Files
Auditor/theauditor/security.py

150 lines
4.8 KiB
Python

"""Security utilities for input sanitization and validation."""
import shlex
import urllib.parse
from pathlib import Path
from typing import Optional
class SecurityError(Exception):
"""Raised when a security violation is detected."""
pass
def sanitize_path(path_str: str, project_root: Optional[str] = None) -> Path:
"""
Sanitize a file path to prevent path traversal attacks.
Args:
path_str: The path string to sanitize
project_root: The root directory to restrict paths within (default: current directory)
Returns:
A resolved Path object that is safe to use
Raises:
SecurityError: If the path attempts to escape the project root
"""
if project_root is None:
project_root = "."
# Resolve both paths to absolute
root = Path(project_root).resolve()
# Handle relative paths - make them relative to project root
if not Path(path_str).is_absolute():
target = (root / path_str).resolve()
else:
target = Path(path_str).resolve()
# Check if the resolved path is within the project root
try:
# This will raise ValueError if target is not relative to root
target.relative_to(root)
except ValueError:
# Path is outside project root - this is a security violation
raise SecurityError(f"Path traversal attempt detected: {path_str} resolves outside project root")
return target
def sanitize_shell_arg(arg: str) -> str:
"""
Sanitize a string for safe use as a shell argument.
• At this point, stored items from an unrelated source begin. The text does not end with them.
//! Export-to-file recorder: the device-sink side tap (spec §4.7/§4.8).
//!
//! `Mixer_StartOutputToFile` installs an [`ExportRecorder`] that receives a
//! copy of every rendered slice. WAV export writes PCM directly; compressed
//! export (MP3, Vorbis) hands interleaved `i16` frames to a bounded ring
//! that a dedicated encoder thread drains, so the audio thread never blocks
//! on codec work. Ring overflow increments a counter surfaced when the
//! caller stops the recording (`Platform_Recorder_Stop`).

use std::collections::VecDeque;
use std::fs::File;
use std::io::BufWriter;
use std::path::{Path, PathBuf};
use std::sync::atomic::{AtomicU64, Ordering};
use std::sync::{Arc, Mutex};

use crate::{FileError, FileResult};

/// Export container/codec requested by `Mixer_StartOutputToFile`.
#[derive(Debug, Clone, Copy, PartialEq, Eq)]
pub enum ExportFormat {
    Wav,
    Mp3 { bitrate_kbps: u32 },
    Vorbis { quality: i32 },
}

/// Cumulative result reported by `Platform_Recorder_Stop`.
#[derive(Debug, Clone, Copy, Default)]
pub struct RecorderStats {
    pub frames_written: u64,
    pub dropped_frames: u64,
}

/// A side tap that consumes interleaved stereo `f32` slices from the
/// device-sink fill callback (spec §4.7 step 8). Implementations must not
/// block the calling (audio) thread for longer than a bounded ring push.
pub trait RecorderSink: Send {
    fn push_slice(&mut self, interleaved: &[f32], channels: u16);
    fn stats(&self) -> RecorderStats;
    fn finish(self: Box<Self>) -> FileResult<()>;
}

/// Direct WAV writer — the simple, always-available export path.
pub struct WavRecorder {
    writer: hound::WavWriter<BufWriter<File>>,
    frames_written: u64,
    channels: u16,
}

impl WavRecorder {
    pub fn create(path: &Path, sample_rate: u32, channels: u16) -> FileResult<Self> {
        let spec = hound::WavSpec {
            channels,
            sample_rate,
            bits_per_sample: 16,
            sample_format: hound::SampleFormat::Int,
        };
        let writer = hound::WavWriter::create(path, spec)?;
        Ok(Self {
            writer,
            frames_written: 0,
            channels,
        })
    }
}

impl RecorderSink for WavRecorder {
    fn push_slice(&mut self, interleaved: &[f32], channels: u16) {
        debug_assert_eq!(channels, self.channels);
        for &sample in interleaved {
            let clamped = sample.clamp(-1.0, 1.0);
            let _ = self.writer.write_sample((clamped * i16::MAX as f32) as i16);
        }
        self.frames_written += interleaved.len() as u64 / self.channels.max(1) as u64;
    }

    fn stats(&self) -> RecorderStats {
        RecorderStats {
            frames_written: self.frames_written,
            dropped_frames: 0,
        }
    }

    fn finish(self: Box<Self>) -> FileResult<()> {
        self.writer
            .finalize()
            .map_err(|e| FileError::WriteError(e.to_string()))
    }
}

/// Ring buffer capacity (in frames) for the compressed-export handoff
/// between the audio thread and the encoder thread.
const ENCODER_RING_CAPACITY_FRAMES: usize = 1 << 16;

pub struct EncoderRing {
    queue: Mutex<VecDeque<i16>>,
    dropped: AtomicU64,
    channels: u16,
}

/// Compressed export (MP3/Vorbis): the audio thread only ever touches
/// [`push_slice`], which converts to `i16` and pushes into a bounded ring;
/// a background thread owned by this recorder drains the ring and feeds an
/// external encoder. Overflow never blocks — it increments `dropped`.
pub struct CompressedRecorder {
    ring: Arc<EncoderRing>,
    encoder_thread: Option<std::thread::JoinHandle<FileResult<()>>>,
    frames_pushed: u64,
}

impl CompressedRecorder {
    /// `encode_fn` runs on the encoder thread, pulling frames from the
    /// ring until told to stop, and owns writing the bitstream to `path`.
    pub fn spawn(
        path: PathBuf,
        channels: u16,
        sample_rate: u32,
        format: ExportFormat,
        encode_fn: impl FnOnce(PathBuf, u16, u32, ExportFormat, Arc<EncoderRing>) -> FileResult<()>
            + Send
            + 'static,
    ) -> Self {
        let ring = Arc::new(EncoderRing {
            queue: Mutex::new(VecDeque::with_capacity(ENCODER_RING_CAPACITY_FRAMES)),
            dropped: AtomicU64::new(0),
            channels,
        });
        let ring_for_thread = Arc::clone(&ring);
        let handle = std::thread::spawn(move || {
            encode_fn(path, channels, sample_rate, format, ring_for_thread)
        });
        Self {
            ring,
            encoder_thread: Some(handle),
            frames_pushed: 0,
        }
    }
}

impl RecorderSink for CompressedRecorder {
    fn push_slice(&mut self, interleaved: &[f32], channels: u16) {
        debug_assert_eq!(channels, self.ring.channels);
        let mut queue = self.ring.queue.lock().unwrap();
        for &sample in interleaved {
            if queue.len() >= ENCODER_RING_CAPACITY_FRAMES {
                self.ring.dropped.fetch_add(1, Ordering::Relaxed);
                queue.pop_front();
            }
            queue.push_back((sample.clamp(-1.0, 1.0) * i16::MAX as f32) as i16);
        }
        self.frames_pushed += interleaved.len() as u64 / self.ring.channels.max(1) as u64;
    }

    fn stats(&self) -> RecorderStats {
        RecorderStats {
            frames_written: self.frames_pushed,
            dropped_frames: self.ring.dropped.load(Ordering::Relaxed),
        }
    }

    fn finish(mut self: Box<Self>) -> FileResult<()> {
        // Signal end-of-stream by dropping the ring's last strong
        // reference held here; the encoder thread's `Arc::clone` keeps it
        // alive until it drains the remainder and exits.
        if let Some(handle) = self.encoder_thread.take() {
            handle
                .join()
                .map_err(|_| FileError::EncodeError("encoder thread panicked".into()))??;
        }
        Ok(())
    }
}

/// Pull frames queued by the audio thread. Used by an `encode_fn` passed to
/// [`CompressedRecorder::spawn`]. Returns `None` once the ring is starved
/// *and* the caller has been told to stop (callers track their own
/// stop flag; this only reports "nothing available right now").
pub fn drain_ring(ring: &EncoderRing, max_samples: usize) -> Vec<i16> {
    let mut queue = ring.queue.lock().unwrap();
    let n = max_samples.min(queue.len());
    queue.drain(..n).collect()
}
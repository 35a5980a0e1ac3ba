//! Shared low-level error type

use thiserror::Error;

/// Core error type used by the foundational crates before being folded into
/// `rf_engine::EngineError` at the public API boundary.
#[derive(Error, Debug)]
pub enum RfError {
    #[error("Audio error: {0}")]
    Audio(String),

    #[error("DSP error: {0}")]
    Dsp(String),

    #[error("IO error: {0}")]
    Io(#[from] std::io::Error),

    #[error("Invalid parameter: {0}")]
    InvalidParam(String),

    #[error("Invalid sample rate: {0}")]
    InvalidSampleRate(u32),

    #[error("Buffer underrun")]
    BufferUnderrun,

    #[error("Buffer overrun")]
    BufferOverrun,

    #[error("Serialization error: {0}")]
    Serialization(String),

    #[error("State error: {0}")]
    State(String),
}

/// Result type alias
pub type RfResult<T> = Result<T, RfError>;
Uses shlex.quote to properly escape special characters and prevent command injection.
Args:
arg: The argument string to sanitize
Returns:
A properly quoted/escaped string safe for shell use
"""
# shlex.quote properly escapes shell metacharacters
return shlex.quote(arg)
def sanitize_url_component(component: str) -> str:
"""
Sanitize a string for safe use in URL construction.
Properly encodes special characters to prevent URL injection.
Args:
component: The URL component to sanitize (e.g., package name)
Returns:
A properly URL-encoded string
"""
# URL-encode the component to handle special characters safely
# safe='' means encode everything except alphanumerics
return urllib.parse.quote(component, safe='')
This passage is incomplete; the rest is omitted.